Why would someone travel over 11,000 kilometres from his home in Austria to the Atacama region in Chile just to career down a mountain on a bike? For a world record, of course! 42-year-old Austrian downhill biking expert Max Stöckl achieved just that by cycling down the gravel on his mountain bike after years of preparing for the feat.
For two years, Markus ‘Max’ Stöckl laid out a plan to put himself in the record books yet again. And in just 11 seconds and at a speed of 167.6 km/h with a standard mountain bike, built from components you could buy yourself in the high street, he reached that speed hurtling down a mountain with no name in Chile’s Atacama desert.
His V-Max project came to fruition with the top speed being recorded around midday on 13 December 2016 on the 1200-metre long slope. His six-person team took some spectacular images, back home along with their pride at creating a new world record on a standard mountain bike on gravel.
Stöckl has a penchant for the record books. Brought up in the Austrian mountains, his thirst for speed was established at a young age, his place in the speed annuals first cemented in 1999.
In the interim, records have been set at the French ski resort of Les Arcs and on a volcano in Nicaragua among others. For his latest attempt on 13 December—sealed following eight practice runs—it was the barren Chilean desert with barely anything in sight from the 4,000 metre highest point from which he set off.
With the gravel slope of 45 degrees deemed the perfect angle for his record, the 42-year-old’s pulse hit the 170 beats per minute mark, the wind whistling past his ears on a 1,200-metre descent in a place 11,000 from his home in Austria’s Tyrol mountains.

Speaking emotionally moments after the finish and his latest record, he said:
I’m back on the mountain without a name in the middle of the desert. It’s tricky because it’s all rocky and loose at the start. It was such a long time and standing up there was like we already cried at the start. It was great fun.
But for Stöckl, as thrilling as the successful record attempt was, it was just as much about the two years in its making:
The whole project is an adventure. This is the top bit of it but also travelling here with all the stuff and making our way through the middle of the desert.
His journey to 100km/h and then 120, he insisted, was straightforward but, as the descent ran out, the increased speed was harder to come by.

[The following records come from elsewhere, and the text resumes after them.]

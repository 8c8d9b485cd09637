//! Mock transport for testing.
//!
//! An in-memory broker: captures publishes, tracks live subscriptions,
//! delivers frames only to subscribed destinations, and can script server
//! replies with [`MockTransport::respond_with`]. Failure injection follows
//! the `fail_next_*` pattern.

use async_trait::async_trait;
use std::collections::BTreeMap;
use std::fmt;
use std::sync::{Arc, Mutex, MutexGuard, PoisonError};
use tokio::sync::mpsc;

use chat_types::{InboundFrame, TransportHandle};

use super::{ConnectOptions, Transport, TransportError, TransportEvent};

type Responder = Arc<dyn Fn(&str) -> Vec<(String, String)> + Send + Sync>;

/// Mock transport for testing.
///
/// Clones share state, so a test can keep one handle while the client owns
/// another.
#[derive(Clone, Default)]
pub struct MockTransport {
    inner: Arc<Mutex<MockTransportInner>>,
}

#[derive(Default)]
struct MockTransportInner {
    connected: bool,
    events: Option<mpsc::UnboundedSender<TransportEvent>>,
    connect_attempts: u32,
    last_token: Option<String>,
    refuse_connections: bool,
    fail_next_connect: Option<String>,
    fail_next_publish: Option<String>,
    fail_next_subscribe: Option<String>,
    stall_heartbeats: bool,
    heartbeats_sent: u32,
    published: Vec<(String, String)>,
    subscriptions: BTreeMap<TransportHandle, String>,
    next_handle: u64,
    responders: Vec<(String, Responder)>,
}

impl MockTransportInner {
    fn deliver(&self, destination: &str, body: &str) -> bool {
        if !self.connected || !self.subscriptions.values().any(|d| d == destination) {
            return false;
        }
        match &self.events {
            Some(tx) => tx
                .send(TransportEvent::Frame(InboundFrame::new(destination, body)))
                .is_ok(),
            None => false,
        }
    }

    fn disconnect(&mut self) {
        self.connected = false;
        self.subscriptions.clear();
        self.events = None;
    }
}

impl MockTransport {
    /// Create a new mock transport.
    pub fn new() -> Self {
        Self::default()
    }

    fn lock(&self) -> MutexGuard<'_, MockTransportInner> {
        self.inner.lock().unwrap_or_else(PoisonError::into_inner)
    }

    /// Cause the next connect() to fail with the given error.
    pub fn fail_next_connect(&self, error: &str) {
        self.lock().fail_next_connect = Some(error.to_string());
    }

    /// Refuse every connect() until turned off.
    pub fn refuse_connections(&self, refuse: bool) {
        self.lock().refuse_connections = refuse;
    }

    /// Cause the next publish() to fail with the given error.
    pub fn fail_next_publish(&self, error: &str) {
        self.lock().fail_next_publish = Some(error.to_string());
    }

    /// Cause the next subscribe() to fail with the given error.
    pub fn fail_next_subscribe(&self, error: &str) {
        self.lock().fail_next_subscribe = Some(error.to_string());
    }

    /// Stop answering heartbeats (simulates a half-open connection).
    pub fn stall_heartbeats(&self, stall: bool) {
        self.lock().stall_heartbeats = stall;
    }

    /// Script a server reply: whenever something is published to `trigger`,
    /// `reply` maps its body to `(destination, body)` pairs to deliver.
    pub fn respond_with<F>(&self, trigger: &str, reply: F)
    where
        F: Fn(&str) -> Vec<(String, String)> + Send + Sync + 'static,
    {
        self.lock()
            .responders
            .push((trigger.to_string(), Arc::new(reply)));
    }

    /// Deliver a server message. Returns false unless the destination is
    /// subscribed on a live connection.
    pub fn deliver(&self, destination: &str, body: &str) -> bool {
        self.lock().deliver(destination, body)
    }

    /// Simulate the server dropping the connection.
    pub fn drop_connection(&self, reason: &str) {
        let mut inner = self.lock();
        if let Some(tx) = inner.events.take() {
            let _ = tx.send(TransportEvent::Closed {
                reason: reason.to_string(),
            });
        }
        inner.disconnect();
    }

    /// Number of connect() calls, failed ones included.
    pub fn connect_attempts(&self) -> u32 {
        self.lock().connect_attempts
    }

    /// Number of heartbeats sent.
    pub fn heartbeats_sent(&self) -> u32 {
        self.lock().heartbeats_sent
    }

    /// Token presented on the last connect().
    pub fn last_token(&self) -> Option<String> {
        self.lock().last_token.clone()
    }

    /// All published `(destination, body)` pairs.
    pub fn published(&self) -> Vec<(String, String)> {
        self.lock().published.clone()
    }

    /// Bodies published to one destination.
    pub fn published_to(&self, destination: &str) -> Vec<String> {
        self.lock()
            .published
            .iter()
            .filter(|(d, _)| d == destination)
            .map(|(_, b)| b.clone())
            .collect()
    }

    /// Destinations with a live subscription, one entry per subscription.
    pub fn active_subscriptions(&self) -> Vec<String> {
        let mut destinations: Vec<String> = self.lock().subscriptions.values().cloned().collect();
        destinations.sort();
        destinations
    }

    /// Number of live subscriptions on one destination.
    pub fn subscription_count(&self, destination: &str) -> usize {
        self.lock()
            .subscriptions
            .values()
            .filter(|d| *d == destination)
            .count()
    }
}

impl fmt::Debug for MockTransport {
    fn fmt(&self, f: &mut fmt::Formatter<'_>) -> fmt::Result {
        let inner = self.lock();
        f.debug_struct("MockTransport")
            .field("connected", &inner.connected)
            .field("connect_attempts", &inner.connect_attempts)
            .field("published", &inner.published.len())
            .field("subscriptions", &inner.subscriptions.len())
            .finish()
    }
}

#[async_trait]
impl Transport for MockTransport {
    async fn connect(
        &self,
        options: &ConnectOptions,
    ) -> Result<mpsc::UnboundedReceiver<TransportEvent>, TransportError> {
        let mut inner = self.lock();
        inner.connect_attempts += 1;

        if inner.refuse_connections {
            return Err(TransportError::ConnectionFailed("connection refused".into()));
        }

        // Check for forced failure
        if let Some(error) = inner.fail_next_connect.take() {
            return Err(TransportError::ConnectionFailed(error));
        }

        if options.credential.token().is_empty() {
            return Err(TransportError::Rejected("empty token".into()));
        }

        inner.disconnect();
        let (tx, rx) = mpsc::unbounded_channel();
        inner.connected = true;
        inner.events = Some(tx);
        inner.last_token = Some(options.credential.token().to_string());
        Ok(rx)
    }

    async fn publish(&self, destination: &str, body: &str) -> Result<(), TransportError> {
        let responders: Vec<Responder> = {
            let mut inner = self.lock();

            if !inner.connected {
                return Err(TransportError::NotConnected);
            }

            // Check for forced failure
            if let Some(error) = inner.fail_next_publish.take() {
                return Err(TransportError::SendFailed(error));
            }

            inner
                .published
                .push((destination.to_string(), body.to_string()));
            inner
                .responders
                .iter()
                .filter(|(trigger, _)| trigger == destination)
                .map(|(_, responder)| Arc::clone(responder))
                .collect()
        };

        // Responders run unlocked so they may inspect the mock.
        let replies: Vec<(String, String)> = responders.iter().flat_map(|r| r(body)).collect();
        if !replies.is_empty() {
            let inner = self.lock();
            for (reply_to, reply) in replies {
                inner.deliver(&reply_to, &reply);
            }
        }
        Ok(())
    }

    async fn subscribe(&self, destination: &str) -> Result<TransportHandle, TransportError> {
        let mut inner = self.lock();

        if !inner.connected {
            return Err(TransportError::NotConnected);
        }

        if let Some(error) = inner.fail_next_subscribe.take() {
            return Err(TransportError::SubscribeFailed(error));
        }

        inner.next_handle += 1;
        let handle = TransportHandle::new(inner.next_handle);
        inner.subscriptions.insert(handle, destination.to_string());
        Ok(handle)
    }

    async fn unsubscribe(&self, handle: TransportHandle) -> Result<(), TransportError> {
        let mut inner = self.lock();
        if !inner.connected {
            return Err(TransportError::NotConnected);
        }
        inner.subscriptions.remove(&handle);
        Ok(())
    }

    async fn heartbeat(&self) -> Result<(), TransportError> {
        let mut inner = self.lock();
        if !inner.connected {
            return Err(TransportError::NotConnected);
        }
        inner.heartbeats_sent += 1;
        if !inner.stall_heartbeats {
            if let Some(tx) = &inner.events {
                let _ = tx.send(TransportEvent::Heartbeat);
            }
        }
        Ok(())
    }

    fn is_connected(&self) -> bool {
        self.lock().connected
    }

    async fn close(&self) -> Result<(), TransportError> {
        self.lock().disconnect();
        Ok(())
    }
}

#[cfg(test)]
mod tests {
    use super::*;
    use crate::credentials::Credential;
    use chat_types::UserId;
    use std::time::Duration;

    fn options() -> ConnectOptions {
        ConnectOptions {
            endpoint: "ws://test".into(),
            credential: Credential::new("token-1", UserId::new(1)),
            heartbeat: Duration::from_secs(10),
        }
    }

    // ===========================================
    // MockTransport Basic Tests
    // ===========================================

    #[tokio::test]
    async fn mock_transport_connects() {
        let transport = MockTransport::new();
        assert!(!transport.is_connected());

        transport.connect(&options()).await.unwrap();

        assert!(transport.is_connected());
        assert_eq!(transport.connect_attempts(), 1);
        assert_eq!(transport.last_token().as_deref(), Some("token-1"));
    }

    #[tokio::test]
    async fn mock_transport_rejects_empty_token() {
        let transport = MockTransport::new();
        let mut opts = options();
        opts.credential = Credential::new("", UserId::new(1));
        let result = transport.connect(&opts).await;
        assert!(matches!(result, Err(TransportError::Rejected(_))));
    }

    #[tokio::test]
    async fn mock_transport_captures_publishes() {
        let transport = MockTransport::new();
        transport.connect(&options()).await.unwrap();

        transport.publish("/app/a", "1").await.unwrap();
        transport.publish("/app/b", "2").await.unwrap();
        transport.publish("/app/a", "3").await.unwrap();

        assert_eq!(transport.published().len(), 3);
        assert_eq!(transport.published_to("/app/a"), vec!["1", "3"]);
    }

    #[tokio::test]
    async fn delivery_requires_subscription() {
        let transport = MockTransport::new();
        let mut rx = transport.connect(&options()).await.unwrap();

        assert!(!transport.deliver("/topic/x", "{}"));
        let handle = transport.subscribe("/topic/x").await.unwrap();
        assert!(transport.deliver("/topic/x", "{}"));

        match rx.recv().await {
            Some(TransportEvent::Frame(frame)) => assert_eq!(frame.destination, "/topic/x"),
            other => panic!("expected frame, got {:?}", other),
        }

        transport.unsubscribe(handle).await.unwrap();
        assert!(!transport.deliver("/topic/x", "{}"));
    }

    #[tokio::test]
    async fn responder_replies_to_subscribed_destination() {
        let transport = MockTransport::new();
        let mut rx = transport.connect(&options()).await.unwrap();
        transport.subscribe("/user/queue/echo").await.unwrap();
        transport.respond_with("/app/echo", |body| {
            vec![("/user/queue/echo".to_string(), body.to_string())]
        });

        transport.publish("/app/echo", r#"{"x":1}"#).await.unwrap();

        match rx.recv().await {
            Some(TransportEvent::Frame(frame)) => assert_eq!(frame.body, r#"{"x":1}"#),
            other => panic!("expected frame, got {:?}", other),
        }
    }

    // ===========================================
    // Failure injection
    // ===========================================

    #[tokio::test]
    async fn connect_failure_is_one_shot() {
        let transport = MockTransport::new();
        transport.fail_next_connect("refused");
        assert!(transport.connect(&options()).await.is_err());
        assert!(transport.connect(&options()).await.is_ok());
        assert_eq!(transport.connect_attempts(), 2);
    }

    #[tokio::test]
    async fn refuse_connections_persists() {
        let transport = MockTransport::new();
        transport.refuse_connections(true);
        assert!(transport.connect(&options()).await.is_err());
        assert!(transport.connect(&options()).await.is_err());
        transport.refuse_connections(false);
        assert!(transport.connect(&options()).await.is_ok());
    }

    #[tokio::test]
    async fn publish_without_connect_fails() {
        let transport = MockTransport::new();
        let result = transport.publish("/app/a", "{}").await;
        assert!(matches!(result, Err(TransportError::NotConnected)));
    }

    #[tokio::test]
    async fn drop_connection_closes_stream() {
        let transport = MockTransport::new();
        let mut rx = transport.connect(&options()).await.unwrap();
        transport.subscribe("/topic/x").await.unwrap();

        transport.drop_connection("server restart");

        assert!(matches!(
            rx.recv().await,
            Some(TransportEvent::Closed { reason }) if reason == "server restart"
        ));
        assert!(rx.recv().await.is_none());
        assert!(!transport.is_connected());
        assert!(transport.active_subscriptions().is_empty());
    }

    #[tokio::test]
    async fn heartbeats_are_answered_unless_stalled() {
        let transport = MockTransport::new();
        let mut rx = transport.connect(&options()).await.unwrap();

        transport.heartbeat().await.unwrap();
        assert!(matches!(rx.recv().await, Some(TransportEvent::Heartbeat)));

        transport.stall_heartbeats(true);
        transport.heartbeat().await.unwrap();
        assert!(rx.try_recv().is_err());
        assert_eq!(transport.heartbeats_sent(), 2);
    }
}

It’s hard to reach top speed. After 160, each km/h is a huge effort. If you want to reach a certain goal then you have to put it all in.
Stöckl was a sight to behold on the bike. In a specially designed, body-hugging suit, he effectively had rudders attached to his legs under the material and a helmet in two parts—the first being a normal helmet, and the second being aerodynamically designed to ensure the minimum air resistance possible, the logic being the less air resistance, the quicker he could go.

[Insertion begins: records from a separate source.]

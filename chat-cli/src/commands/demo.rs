//! End-to-end round trip over a loopback mock transport.
//!
//! A scripted server echoes every sent message back on the user's message
//! queue with a fresh server id and answers unread-count requests. The
//! client must reconcile the echo with its optimistic entry.

use anyhow::{Context, Result};
use std::sync::atomic::{AtomicU64, Ordering};
use std::time::{Duration, SystemTime, UNIX_EPOCH};
use tokio::sync::mpsc;

use chat_client::{
    ChatClient, ChatEvent, ClientConfig, EventKind, MemoryCredentials, MockTransport, SendOutcome,
};
use chat_types::destinations::{MESSAGES, SEND_MESSAGE};
use chat_types::{ChatMessage, MessageId, OutgoingMessage, RequestRoute, UnreadCount, UserId};

/// How long to wait for the server copy of the message.
const CONFIRM_TIMEOUT: Duration = Duration::from_secs(5);

/// How long to wait for the client to come back after a dropped connection.
const RECOVERY_TIMEOUT: Duration = Duration::from_secs(60);

/// Run the demo command.
pub async fn run(
    config: ClientConfig,
    user_id: u64,
    receiver: u64,
    content: &str,
    simulate_drop: bool,
) -> Result<()> {
    let me = UserId::new(user_id);
    let receiver = UserId::new(receiver);

    let transport = MockTransport::new();
    script_server(&transport, me);
    tracing::debug!("Scripted server ready for user {}", me);

    let client = ChatClient::new(
        config,
        transport.clone(),
        MemoryCredentials::new("demo-token", me),
    )
    .context("Failed to create client")?;

    client.on_connection_status(|change| {
        println!("  [status] {} -> {}", change.from, change.to);
    });
    client.on(EventKind::Reconnecting, |event| {
        if let ChatEvent::Reconnecting {
            attempt,
            max_attempts,
            delay,
        } = event
        {
            println!("  [retry]  attempt {}/{} in {:?}", attempt, max_attempts, delay);
        }
    });

    let (confirmed_tx, mut confirmed_rx) = mpsc::unbounded_channel();
    client.on(EventKind::NewMessage, move |event| {
        if let ChatEvent::NewMessage { message, replaces } = event {
            let _ = confirmed_tx.send((message.clone(), *replaces));
        }
    });

    println!("Connecting to {}...", client.config().connection.endpoint);
    if !client.connect().await? {
        anyhow::bail!("Connection failed");
    }

    if simulate_drop {
        println!("Dropping the connection...");
        transport.drop_connection("simulated network loss");
        let mut state = client.watch_state();
        let recovery = async {
            state.wait_for(|s| !s.is_connected()).await?;
            state.wait_for(|s| s.is_connected()).await.map(|_| ())
        };
        tokio::time::timeout(RECOVERY_TIMEOUT, recovery)
            .await
            .context("Client did not reconnect in time")?
            .context("Client stopped")?;
        println!("Recovered at epoch {}", client.epoch());
    }

    println!("Sending {:?} to user {}...", content, receiver);
    let local_id = match client.send_message(receiver, content).await {
        SendOutcome::Pending(local_id) => local_id,
        SendOutcome::Suppressed => anyhow::bail!("Send was suppressed as a duplicate"),
        SendOutcome::Failed { local_id, error } => {
            anyhow::bail!("Send {} failed: {}", local_id, error)
        }
    };
    println!("  Pending as {}", local_id);

    let (message, replaces) = tokio::time::timeout(CONFIRM_TIMEOUT, confirmed_rx.recv())
        .await
        .context("No confirmation from server")?
        .context("Event stream closed")?;

    if replaces == Some(local_id) {
        println!("Confirmed: {} is server message {}", local_id, message.id);
    } else {
        println!("Received unrelated message {}", message.id);
    }

    let unread = client
        .fetch_unread_count()
        .await
        .context("Unread count request failed")?;
    println!("Unread messages: {}", unread);

    println!(
        "Still pending: {}, reconnect attempts: {}",
        client
            .pending_messages()
            .iter()
            .filter(|m| m.is_pending())
            .count(),
        client.reconnect_attempts()
    );

    client.shutdown().await;
    println!("Disconnected.");
    Ok(())
}

/// Echo sends back as server messages and answer unread-count requests.
fn script_server(transport: &MockTransport, me: UserId) {
    let next_id = AtomicU64::new(1);
    transport.respond_with(SEND_MESSAGE, move |body| {
        let Ok(sent) = serde_json::from_str::<OutgoingMessage>(body) else {
            return Vec::new();
        };
        let echoed = ChatMessage {
            id: MessageId::new(next_id.fetch_add(1, Ordering::Relaxed)),
            content: sent.content,
            sender_id: me,
            receiver_id: sent.receiver_id,
            timestamp: unix_millis(),
            attachment_url: None,
            read: false,
            delivered: true,
            message_type: sent.message_type,
        };
        match serde_json::to_string(&echoed) {
            Ok(json) => vec![(MESSAGES.to_string(), json)],
            Err(_) => Vec::new(),
        }
    });

    let route = RequestRoute::unread_count();
    let reply_on = route.reply_on.clone();
    transport.respond_with(&route.send_to, move |_| {
        match serde_json::to_string(&UnreadCount { count: 3 }) {
            Ok(json) => vec![(reply_on.clone(), json)],
            Err(_) => Vec::new(),
        }
    });
}

fn unix_millis() -> i64 {
    SystemTime::now()
        .duration_since(UNIX_EPOCH)
        .map(|d| d.as_millis() as i64)
        .unwrap_or(0)
}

A carbon-fibre helmet, outfit and bike were all tested in a wind tunnel to find the best design and seating position for his latest record attempt.
But perhaps the most notable part of the record attempt is that the bike is one that you or I could put together… albeit with some effort and expertise:
It’s a standard mountain bike so there’s no part on the bike that you cannot buy. Sure, it’s a high-end bike with the best parts of it but you can buy any part, nothing has been specially made.

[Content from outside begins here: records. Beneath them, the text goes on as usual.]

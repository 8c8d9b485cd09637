//! Credential access.
//!
//! Token storage and refresh belong to the application. The engine only
//! reads the current token and user id through [`CredentialStore`], once per
//! connection attempt, so a refreshed token is picked up on the next
//! reconnect.

use async_trait::async_trait;
use std::fmt;
use std::sync::{Arc, Mutex, PoisonError};
use zeroize::Zeroizing;

use chat_types::UserId;

/// Auth token plus the user it belongs to.
///
/// The token is wiped from memory on drop.
#[derive(Clone)]
pub struct Credential {
    token: Zeroizing<String>,
    user_id: UserId,
}

impl Credential {
    /// Create a credential.
    pub fn new(token: impl Into<String>, user_id: UserId) -> Self {
        Self {
            token: Zeroizing::new(token.into()),
            user_id,
        }
    }

    /// Bearer token presented during the handshake.
    pub fn token(&self) -> &str {
        &self.token
    }

    /// Local user.
    pub fn user_id(&self) -> UserId {
        self.user_id
    }
}

impl fmt::Debug for Credential {
    fn fmt(&self, f: &mut fmt::Formatter<'_>) -> fmt::Result {
        f.debug_struct("Credential")
            .field("token", &"[REDACTED]")
            .field("user_id", &self.user_id)
            .finish()
    }
}

/// Source of the current credential.
#[async_trait]
pub trait CredentialStore: Send + Sync + 'static {
    /// Current auth token, if signed in.
    async fn token(&self) -> Option<Zeroizing<String>>;

    /// Current user id, if signed in.
    async fn user_id(&self) -> Option<UserId>;

    /// Both halves, or `None` if either is missing.
    async fn credential(&self) -> Option<Credential> {
        let token = self.token().await?;
        let user_id = self.user_id().await?;
        Some(Credential {
            token,
            user_id,
        })
    }
}

/// In-memory credential store.
///
/// Clones share state, so an application (or test) can sign in and out
/// while the engine holds its own handle.
#[derive(Clone, Default)]
pub struct MemoryCredentials {
    inner: Arc<Mutex<Option<Credential>>>,
}

impl MemoryCredentials {
    /// A store holding the given credential.
    pub fn new(token: impl Into<String>, user_id: UserId) -> Self {
        let store = Self::default();
        store.set(token, user_id);
        store
    }

    /// An empty (signed out) store.
    pub fn empty() -> Self {
        Self::default()
    }

    /// Replace the stored credential.
    pub fn set(&self, token: impl Into<String>, user_id: UserId) {
        *self.inner.lock().unwrap_or_else(PoisonError::into_inner) =
            Some(Credential::new(token, user_id));
    }

    /// Sign out.
    pub fn clear(&self) {
        *self.inner.lock().unwrap_or_else(PoisonError::into_inner) = None;
    }

    fn current(&self) -> Option<Credential> {
        self.inner
            .lock()
            .unwrap_or_else(PoisonError::into_inner)
            .clone()
    }
}

impl fmt::Debug for MemoryCredentials {
    fn fmt(&self, f: &mut fmt::Formatter<'_>) -> fmt::Result {
        f.debug_struct("MemoryCredentials")
            .field("credential", &self.current())
            .finish()
    }
}

#[async_trait]
impl CredentialStore for MemoryCredentials {
    async fn token(&self) -> Option<Zeroizing<String>> {
        self.current().map(|c| c.token)
    }

    async fn user_id(&self) -> Option<UserId> {
        self.current().map(|c| c.user_id)
    }

    async fn credential(&self) -> Option<Credential> {
        self.current()
    }
}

The preparation to get there included testing runs on all manner of surfaces from the snow of his home in Austria, to the Chilean mountains.
Whether this latest record has quenched his thirst for the record books remains to be seen. Lying on the ground fresh after the attempt, he spoke of a desire to return home to his family.
But after his previous record in Nicaragua, he said the fires still burned inside. That volcano run, in his mind, “wasn’t fun enough—it wasn’t a real challenge”. But in Chile he claims to have “found that”.
It’s important that it feels like an adventure. We are travelling to another continent, heading into the desert for countless hours, sleeping in tents under the mountain with a good bunch of guys—it all makes for so much excitement. You never know what is going to happen from a start point before you try it.
The footage, firing out a cloud of dust visible from some distance, suggests the record itself was fairly straightforward but Stöckl admits to being perpetually on the precipice of just one wrong move, his only protection being a built-in airbag to his riding outfit:
When above 160km/h, each and every extra kilometre per hour requires an enormous effort. If you want to get an idea of the air resistance, you only have to stick your hand out of the car window when you’re driving at 150 or 160 km/h. This force has an impact on the bike and the entire body. Even though I’m no weakling, physically it is something that I have to contend with too!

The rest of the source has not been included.